■ **YOUR OBJECTIVE**
Return all of the entries below exactly as they are given.

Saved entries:
______________________________
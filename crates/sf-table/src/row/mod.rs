//! Row types of the six stage tables.
//!
//! | Row type              | Table           | File stem              | Producer    |
//! |-----------------------|-----------------|------------------------|-------------|
//! | [`PlantLogRow`]       | `plants`        | `plant_log`            | `plants`    |
//! | [`TripRow`]           | `trains`        | `train_log`            | `trains`    |
//! | [`PortLogRow`]        | `ports`         | `port_log`             | `ports`     |
//! | [`PortTariffRow`]     | `tariffs`       | `port_tariffs`         | `tariffs`   |
//! | [`VesselContractRow`] | `vessel_costs`  | `vessel_cost`          | `contracts` |
//! | [`VesselDelayRow`]    | `delay_history` | `vessel_delay_history` | `vessels`   |
//!
//! Quantities are stored already rounded to two decimals; the rows do no
//! arithmetic of their own.

mod plant;
mod port;
mod trip;
mod vessel;

pub use plant::PlantLogRow;
pub use port::{PortLogRow, PortTariffRow};
pub use trip::TripRow;
pub use vessel::{VesselContractRow, VesselDelayRow};
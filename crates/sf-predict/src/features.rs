//! Feature vectors.
//!
//! Categorical columns are label-encoded over the table being scored, so
//! encoders are fitted on the whole table first.

use sf_core::calendar::epoch_secs;
use sf_table::{TripRow, VesselDelayRow};

use crate::LabelEncoder;

/// Port model inputs, in order.
pub const PORT_FEATURES: [&str; 10] = [
    "id",
    "parcel_size_tonnes",
    "queue_length",
    "weather_score",
    "crane_availability",
    "port_name_encoded",
    "vessel_name_encoded",
    "eta_datetime_sec",
    "laydays_start_sec",
    "laydays_end_sec",
];

/// Rail model inputs, in order.
pub const RAIL_FEATURES: [&str; 15] = [
    "quantity_tonnes",
    "distance_km",
    "rake_availability_index",
    "base_time_h",
    "loading_time_h",
    "unloading_time_h",
    "rail_freight_inr_tonne",
    "port_handling_inr_tonne",
    "departure_time_sec",
    "trip_id_encoded",
    "material_flow_encoded",
    "material_encoded",
    "source_encoded",
    "destination_encoded",
    "rake_id_encoded",
];

#[derive(Clone, Debug)]
pub struct RailFeatureEncoder {
    trip_id:       LabelEncoder,
    material_flow: LabelEncoder,
    material:      LabelEncoder,
    source:        LabelEncoder,
    destination:   LabelEncoder,
    rake_id:       LabelEncoder,
}

impl RailFeatureEncoder {
    pub fn fit(trips: &[TripRow]) -> Self {
        let rake_ids: Vec<String> = trips.iter().map(|t| t.rake_id.to_string()).collect();
        Self {
            trip_id:       LabelEncoder::fit(trips.iter().map(|t| t.trip_id.as_str())),
            material_flow: LabelEncoder::fit(trips.iter().map(|t| t.material_flow.as_str())),
            material:      LabelEncoder::fit(trips.iter().map(|t| t.material.as_str())),
            source:        LabelEncoder::fit(trips.iter().map(|t| t.source.as_str())),
            destination:   LabelEncoder::fit(trips.iter().map(|t| t.destination.as_str())),
            rake_id:       LabelEncoder::fit(rake_ids.iter().map(String::as_str)),
        }
    }

    pub fn features(&self, t: &TripRow) -> Vec<f32> {
        vec![
            t.quantity_tonnes as f32,
            t.distance_km as f32,
            t.rake_availability_index as f32,
            t.base_time_h as f32,
            t.loading_time_h as f32,
            t.unloading_time_h as f32,
            t.rail_freight_inr_tonne as f32,
            t.port_handling_inr_tonne as f32,
            epoch_secs(t.departure_time) as f32,
            self.trip_id.feature(&t.trip_id),
            self.material_flow.feature(t.material_flow.as_str()),
            self.material.feature(t.material.as_str()),
            self.source.feature(&t.source),
            self.destination.feature(&t.destination),
            self.rake_id.feature(&t.rake_id.to_string()),
        ]
    }
}

#[derive(Clone, Debug)]
pub struct PortFeatureEncoder {
    port_name:   LabelEncoder,
    vessel_name: LabelEncoder,
}

impl PortFeatureEncoder {
    pub fn fit(rows: &[VesselDelayRow]) -> Self {
        Self {
            port_name:   LabelEncoder::fit(rows.iter().map(|r| r.port_name.as_str())),
            vessel_name: LabelEncoder::fit(rows.iter().map(|r| r.vessel_name.as_str())),
        }
    }

    /// `id` is the row's 1-based record id.
    pub fn features(&self, id: usize, r: &VesselDelayRow) -> Vec<f32> {
        vec![
            id as f32,
            r.parcel_size_tonnes as f32,
            r.queue_length as f32,
            r.weather_score as f32,
            r.crane_availability as f32,
            self.port_name.feature(&r.port_name),
            self.vessel_name.feature(&r.vessel_name),
            epoch_secs(r.eta_datetime) as f32,
            epoch_secs(r.laydays_start) as f32,
            epoch_secs(r.laydays_end) as f32,
        ]
    }
}
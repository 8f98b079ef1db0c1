use thiserror::Error;

#[derive(Debug, Error)]
pub enum PortError {
    #[error("network has no ports")]
    NoPorts,

    #[error("invalid port policy: {0}")]
    InvalidPolicy(String),
}

pub type PortResult<T> = Result<T, PortError>;
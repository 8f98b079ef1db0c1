//! CSV output backend.
//!
//! Creates one `<file_stem>.csv` per table in the output directory, header
//! first, every schema column included.  These files are the stage boundary
//! read back by [`crate::read_table`].

use std::path::{Path, PathBuf};

use csv::Writer;

use crate::writer::TableWriter;
use crate::{TableResult, TableSchema, Value};

/// Writes each table to its own CSV file.
pub struct CsvWriter {
    dir:     PathBuf,
    written: Vec<PathBuf>,
}

impl CsvWriter {
    /// Use `dir` as the output directory, creating it if needed.
    pub fn new(dir: &Path) -> TableResult<Self> {
        std::fs::create_dir_all(dir)?;
        Ok(Self { dir: dir.to_path_buf(), written: Vec::new() })
    }

    /// Path of the CSV file for `schema` in this writer's directory.
    pub fn path_for(&self, schema: &TableSchema) -> PathBuf {
        self.dir.join(schema.csv_file())
    }

    /// Files written so far, in write order.
    pub fn written(&self) -> &[PathBuf] {
        &self.written
    }
}

impl TableWriter for CsvWriter {
    fn backend(&self) -> &'static str {
        "csv"
    }

    fn write_table(&mut self, schema: &TableSchema, rows: &[Vec<Value>]) -> TableResult<()> {
        let path = self.path_for(schema);
        let mut w = Writer::from_path(&path)?;
        w.write_record(schema.header())?;
        for row in rows {
            debug_assert_eq!(row.len(), schema.columns.len());
            w.write_record(row.iter().map(Value::to_cell))?;
        }
        w.flush()?;
        if !self.written.contains(&path) {
            self.written.push(path);
        }
        Ok(())
    }

    fn finish(&mut self) -> TableResult<()> {
        Ok(())
    }
}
______________________________
■ **SOLUTION FOR THIS PROBLEM**
filename crates/sf-table/src/row/mod.rs
//! Row types of the six stage tables.
//!
//! | Row type              | Table           | File stem              | Producer    |
//! |-----------------------|-----------------|------------------------|-------------|
//! | [`PlantLogRow`]       | `plants`        | `plant_log`            | `plants`    |
//! | [`TripRow`]           | `trains`        | `train_log`            | `trains`    |
//! | [`PortLogRow`]        | `ports`         | `port_log`             | `ports`     |
//! | [`PortTariffRow`]     | `tariffs`       | `port_tariffs`         | `tariffs`   |
//! | [`VesselContractRow`] | `vessel_costs`  | `vessel_cost`          | `contracts` |
//! | [`VesselDelayRow`]    | `delay_history` | `vessel_delay_history` | `vessels`   |
//!
//! Quantities are stored already rounded to two decimals; the rows do no
//! arithmetic of their own.

mod plant;
mod port;
mod trip;
mod vessel;

pub use plant::PlantLogRow;
pub use port::{PortLogRow, PortTariffRow};
pub use trip::TripRow;
pub use vessel::{VesselContractRow, VesselDelayRow};
filename crates/sf-predict/src/features.rs
//! Feature vectors.
//!
//! Categorical columns are label-encoded over the table being scored, so
//! encoders are fitted on the whole table first.

use sf_core::calendar::epoch_secs;
use sf_table::{TripRow, VesselDelayRow};

use crate::LabelEncoder;

/// Port model inputs, in order.
pub const PORT_FEATURES: [&str; 10] = [
    "id",
    "parcel_size_tonnes",
    "queue_length",
    "weather_score",
    "crane_availability",
    "port_name_encoded",
    "vessel_name_encoded",
    "eta_datetime_sec",
    "laydays_start_sec",
    "laydays_end_sec",
];

/// Rail model inputs, in order.
pub const RAIL_FEATURES: [&str; 15] = [
    "quantity_tonnes",
    "distance_km",
    "rake_availability_index",
    "base_time_h",
    "loading_time_h",
    "unloading_time_h",
    "rail_freight_inr_tonne",
    "port_handling_inr_tonne",
    "departure_time_sec",
    "trip_id_encoded",
    "material_flow_encoded",
    "material_encoded",
    "source_encoded",
    "destination_encoded",
    "rake_id_encoded",
];

#[derive(Clone, Debug)]
pub struct RailFeatureEncoder {
    trip_id:       LabelEncoder,
    material_flow: LabelEncoder,
    material:      LabelEncoder,
    source:        LabelEncoder,
    destination:   LabelEncoder,
    rake_id:       LabelEncoder,
}

impl RailFeatureEncoder {
    pub fn fit(trips: &[TripRow]) -> Self {
        let rake_ids: Vec<String> = trips.iter().map(|t| t.rake_id.to_string()).collect();
        Self {
            trip_id:       LabelEncoder::fit(trips.iter().map(|t| t.trip_id.as_str())),
            material_flow: LabelEncoder::fit(trips.iter().map(|t| t.material_flow.as_str())),
            material:      LabelEncoder::fit(trips.iter().map(|t| t.material.as_str())),
            source:        LabelEncoder::fit(trips.iter().map(|t| t.source.as_str())),
            destination:   LabelEncoder::fit(trips.iter().map(|t| t.destination.as_str())),
            rake_id:       LabelEncoder::fit(rake_ids.iter().map(String::as_str)),
        }
    }

    pub fn features(&self, t: &TripRow) -> Vec<f32> {
        vec![
            t.quantity_tonnes as f32,
            t.distance_km as f32,
            t.rake_availability_index as f32,
            t.base_time_h as f32,
            t.loading_time_h as f32,
            t.unloading_time_h as f32,
            t.rail_freight_inr_tonne as f32,
            t.port_handling_inr_tonne as f32,
            epoch_secs(t.departure_time) as f32,
            self.trip_id.feature(&t.trip_id),
            self.material_flow.feature(t.material_flow.as_str()),
            self.material.feature(t.material.as_str()),
            self.source.feature(&t.source),
            self.destination.feature(&t.destination),
            self.rake_id.feature(&t.rake_id.to_string()),
        ]
    }
}

#[derive(Clone, Debug)]
pub struct PortFeatureEncoder {
    port_name:   LabelEncoder,
    vessel_name: LabelEncoder,
}

impl PortFeatureEncoder {
    pub fn fit(rows: &[VesselDelayRow]) -> Self {
        Self {
            port_name:   LabelEncoder::fit(rows.iter().map(|r| r.port_name.as_str())),
            vessel_name: LabelEncoder::fit(rows.iter().map(|r| r.vessel_name.as_str())),
        }
    }

    /// `id` is the row's 1-based record id.
    pub fn features(&self, id: usize, r: &VesselDelayRow) -> Vec<f32> {
        vec![
            id as f32,
            r.parcel_size_tonnes as f32,
            r.queue_length as f32,
            r.weather_score as f32,
            r.crane_availability as f32,
            self.port_name.feature(&r.port_name),
            self.vessel_name.feature(&r.vessel_name),
            epoch_secs(r.eta_datetime) as f32,
            epoch_secs(r.laydays_start) as f32,
            epoch_secs(r.laydays_end) as f32,
        ]
    }
}
repository 8f98b079ef1db0c1
use thiserror::Error;

#[derive(Debug, Error)]
pub enum PortError {
    #[error("network has no ports")]
    NoPorts,

    #[error("invalid port policy: {0}")]
    InvalidPolicy(String),
}

pub type PortResult<T> = Result<T, PortError>;
repository 8f98b079ef1db0c1
//! CSV output backend.
//!
//! Creates one `<file_stem>.csv` per table in the output directory, header
//! first, every schema column included.  These files are the stage boundary
//! read back by [`crate::read_table`].

use std::path::{Path, PathBuf};

use csv::Writer;

use crate::writer::TableWriter;
use crate::{TableResult, TableSchema, Value};

/// Writes each table to its own CSV file.
pub struct CsvWriter {
    dir:     PathBuf,
    written: Vec<PathBuf>,
}

impl CsvWriter {
    /// Use `dir` as the output directory, creating it if needed.
    pub fn new(dir: &Path) -> TableResult<Self> {
        std::fs::create_dir_all(dir)?;
        Ok(Self { dir: dir.to_path_buf(), written: Vec::new() })
    }

    /// Path of the CSV file for `schema` in this writer's directory.
    pub fn path_for(&self, schema: &TableSchema) -> PathBuf {
        self.dir.join(schema.csv_file())
    }

    /// Files written so far, in write order.
    pub fn written(&self) -> &[PathBuf] {
        &self.written
    }
}

impl TableWriter for CsvWriter {
    fn backend(&self) -> &'static str {
        "csv"
    }

    fn write_table(&mut self, schema: &TableSchema, rows: &[Vec<Value>]) -> TableResult<()> {
        let path = self.path_for(schema);
        let mut w = Writer::from_path(&path)?;
        w.write_record(schema.header())?;
        for row in rows {
            debug_assert_eq!(row.len(), schema.columns.len());
            w.write_record(row.iter().map(Value::to_cell))?;
        }
        w.flush()?;
        if !self.written.contains(&path) {
            self.written.push(path);
        }
        Ok(())
    }

    fn finish(&mut self) -> TableResult<()> {
        Ok(())
    }
}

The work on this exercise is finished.